··· Data to use ···
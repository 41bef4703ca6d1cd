//! Module registry
//!
//! Runs configuration modules in a fixed order. Each module moves through
//! `Unregistered → Validated → Processed`, or to `Skipped` when its root namespace
//! is absent. A module failing validation is never partially applied.

use std::fmt;
use std::sync::Arc;

use serde::Serialize;
use serde_json::Value;
use tracing::{debug, info};
use wirekit_domain::error::{Error, Result};

use super::traits::ConfigModule;
use crate::config::schema::SchemaValidator;
use crate::di::container::ContainerBuilder;

/// Lifecycle state of one module
#[derive(Debug, Clone, Copy, PartialEq, Eq, Serialize)]
#[serde(rename_all = "lowercase")]
pub enum ModuleState {
    /// Not run yet
    Unregistered,
    /// Subtree satisfied the schema
    Validated,
    /// Subtree mapped into the container
    Processed,
    /// Root namespace absent from the configuration tree
    Skipped,
}

impl fmt::Display for ModuleState {
    fn fmt(&self, f: &mut fmt::Formatter<'_>) -> fmt::Result {
        let state = match self {
            Self::Unregistered => "unregistered",
            Self::Validated => "validated",
            Self::Processed => "processed",
            Self::Skipped => "skipped",
        };
        f.write_str(state)
    }
}

/// Ordered set of configuration modules
#[derive(Default)]
pub struct ModuleRegistry {
    modules: Vec<(Arc<dyn ConfigModule>, ModuleState)>,
}

impl ModuleRegistry {
    /// Create an empty registry
    pub fn new() -> Self {
        Self::default()
    }

    /// Append a module; modules run in insertion order
    pub fn add(&mut self, module: Arc<dyn ConfigModule>) -> &mut Self {
        self.modules.push((module, ModuleState::Unregistered));
        self
    }

    /// Builder form of [`ModuleRegistry::add`]
    pub fn with(mut self, module: Arc<dyn ConfigModule>) -> Self {
        self.add(module);
        self
    }

    /// Number of modules
    pub fn len(&self) -> usize {
        self.modules.len()
    }

    /// Whether no module is registered
    pub fn is_empty(&self) -> bool {
        self.modules.is_empty()
    }

    /// Validate and process every module against the configuration tree
    ///
    /// Failures are wrapped in [`Error::Bootstrap`] naming the module's root namespace.
    pub fn process_all(&mut self, builder: &mut ContainerBuilder, tree: &Value) -> Result<()> {
        for (module, state) in &mut self.modules {
            Self::process(module.as_ref(), state, builder, tree)?;
        }
        info!(modules = self.modules.len(), "Modules processed");
        Ok(())
    }

    /// Final state of each module, by name
    pub fn states(&self) -> Vec<(String, ModuleState)> {
        self.modules
            .iter()
            .map(|(module, state)| (module.name().to_owned(), *state))
            .collect()
    }

    /// State of the module with the given name
    pub fn state(&self, name: &str) -> Option<ModuleState> {
        self.modules
            .iter()
            .find(|(module, _)| module.name() == name)
            .map(|(_, state)| *state)
    }

    fn process(
        module: &dyn ConfigModule,
        state: &mut ModuleState,
        builder: &mut ContainerBuilder,
        tree: &Value,
    ) -> Result<()> {
        let namespace = module.root_namespace();
        let Some(subtree) = tree.get(namespace) else {
            debug!(module = module.name(), namespace, "Root namespace absent, skipping module");
            *state = ModuleState::Skipped;
            return Ok(());
        };

        SchemaValidator::compile(&module.schema())
            .and_then(|validator| validator.validate(subtree).into_result(namespace))
            .map_err(|e| Error::bootstrap(namespace, e))?;
        *state = ModuleState::Validated;
        debug!(module = module.name(), "Module configuration validated");

        module
            .process_config(builder, subtree)
            .map_err(|e| Error::bootstrap(namespace, e))?;
        *state = ModuleState::Processed;
        debug!(module = module.name(), "Module configuration processed");
        Ok(())
    }
}

impl fmt::Debug for ModuleRegistry {
    fn fmt(&self, f: &mut fmt::Formatter<'_>) -> fmt::Result {
        f.debug_struct("ModuleRegistry")
            .field("states", &self.states())
            .finish()
    }
}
···
▶ [What you should do]: Transcribe all of the entries without alteration.

▶ [Task result]:
repository 41bef4703ca6d1cd
//! Module registry
//!
//! Runs configuration modules in a fixed order. Each module moves through
//! `Unregistered → Validated → Processed`, or to `Skipped` when its root namespace
//! is absent. A module failing validation is never partially applied.

use std::fmt;
use std::sync::Arc;

use serde::Serialize;
use serde_json::Value;
use tracing::{debug, info};
use wirekit_domain::error::{Error, Result};

use super::traits::ConfigModule;
use crate::config::schema::SchemaValidator;
use crate::di::container::ContainerBuilder;

/// Lifecycle state of one module
#[derive(Debug, Clone, Copy, PartialEq, Eq, Serialize)]
#[serde(rename_all = "lowercase")]
pub enum ModuleState {
    /// Not run yet
    Unregistered,
    /// Subtree satisfied the schema
    Validated,
    /// Subtree mapped into the container
    Processed,
    /// Root namespace absent from the configuration tree
    Skipped,
}

impl fmt::Display for ModuleState {
    fn fmt(&self, f: &mut fmt::Formatter<'_>) -> fmt::Result {
        let state = match self {
            Self::Unregistered => "unregistered",
            Self::Validated => "validated",
            Self::Processed => "processed",
            Self::Skipped => "skipped",
        };
        f.write_str(state)
    }
}

/// Ordered set of configuration modules
#[derive(Default)]
pub struct ModuleRegistry {
    modules: Vec<(Arc<dyn ConfigModule>, ModuleState)>,
}

impl ModuleRegistry {
    /// Create an empty registry
    pub fn new() -> Self {
        Self::default()
    }

    /// Append a module; modules run in insertion order
    pub fn add(&mut self, module: Arc<dyn ConfigModule>) -> &mut Self {
        self.modules.push((module, ModuleState::Unregistered));
        self
    }

    /// Builder form of [`ModuleRegistry::add`]
    pub fn with(mut self, module: Arc<dyn ConfigModule>) -> Self {
        self.add(module);
        self
    }

    /// Number of modules
    pub fn len(&self) -> usize {
        self.modules.len()
    }

    /// Whether no module is registered
    pub fn is_empty(&self) -> bool {
        self.modules.is_empty()
    }

    /// Validate and process every module against the configuration tree
    ///
    /// Failures are wrapped in [`Error::Bootstrap`] naming the module's root namespace.
    pub fn process_all(&mut self, builder: &mut ContainerBuilder, tree: &Value) -> Result<()> {
        for (module, state) in &mut self.modules {
            Self::process(module.as_ref(), state, builder, tree)?;
        }
        info!(modules = self.modules.len(), "Modules processed");
        Ok(())
    }

    /// Final state of each module, by name
    pub fn states(&self) -> Vec<(String, ModuleState)> {
        self.modules
            .iter()
            .map(|(module, state)| (module.name().to_owned(), *state))
            .collect()
    }

    /// State of the module with the given name
    pub fn state(&self, name: &str) -> Option<ModuleState> {
        self.modules
            .iter()
            .find(|(module, _)| module.name() == name)
            .map(|(_, state)| *state)
    }

    fn process(
        module: &dyn ConfigModule,
        state: &mut ModuleState,
        builder: &mut ContainerBuilder,
        tree: &Value,
    ) -> Result<()> {
        let namespace = module.root_namespace();
        let Some(subtree) = tree.get(namespace) else {
            debug!(module = module.name(), namespace, "Root namespace absent, skipping module");
            *state = ModuleState::Skipped;
            return Ok(());
        };

        SchemaValidator::compile(&module.schema())
            .and_then(|validator| validator.validate(subtree).into_result(namespace))
            .map_err(|e| Error::bootstrap(namespace, e))?;
        *state = ModuleState::Validated;
        debug!(module = module.name(), "Module configuration validated");

        module
            .process_config(builder, subtree)
            .map_err(|e| Error::bootstrap(namespace, e))?;
        *state = ModuleState::Processed;
        debug!(module = module.name(), "Module configuration processed");
        Ok(())
    }
}

impl fmt::Debug for ModuleRegistry {
    fn fmt(&self, f: &mut fmt::Formatter<'_>) -> fmt::Result {
        f.debug_struct("ModuleRegistry")
            .field("states", &self.states())
            .finish()
    }
}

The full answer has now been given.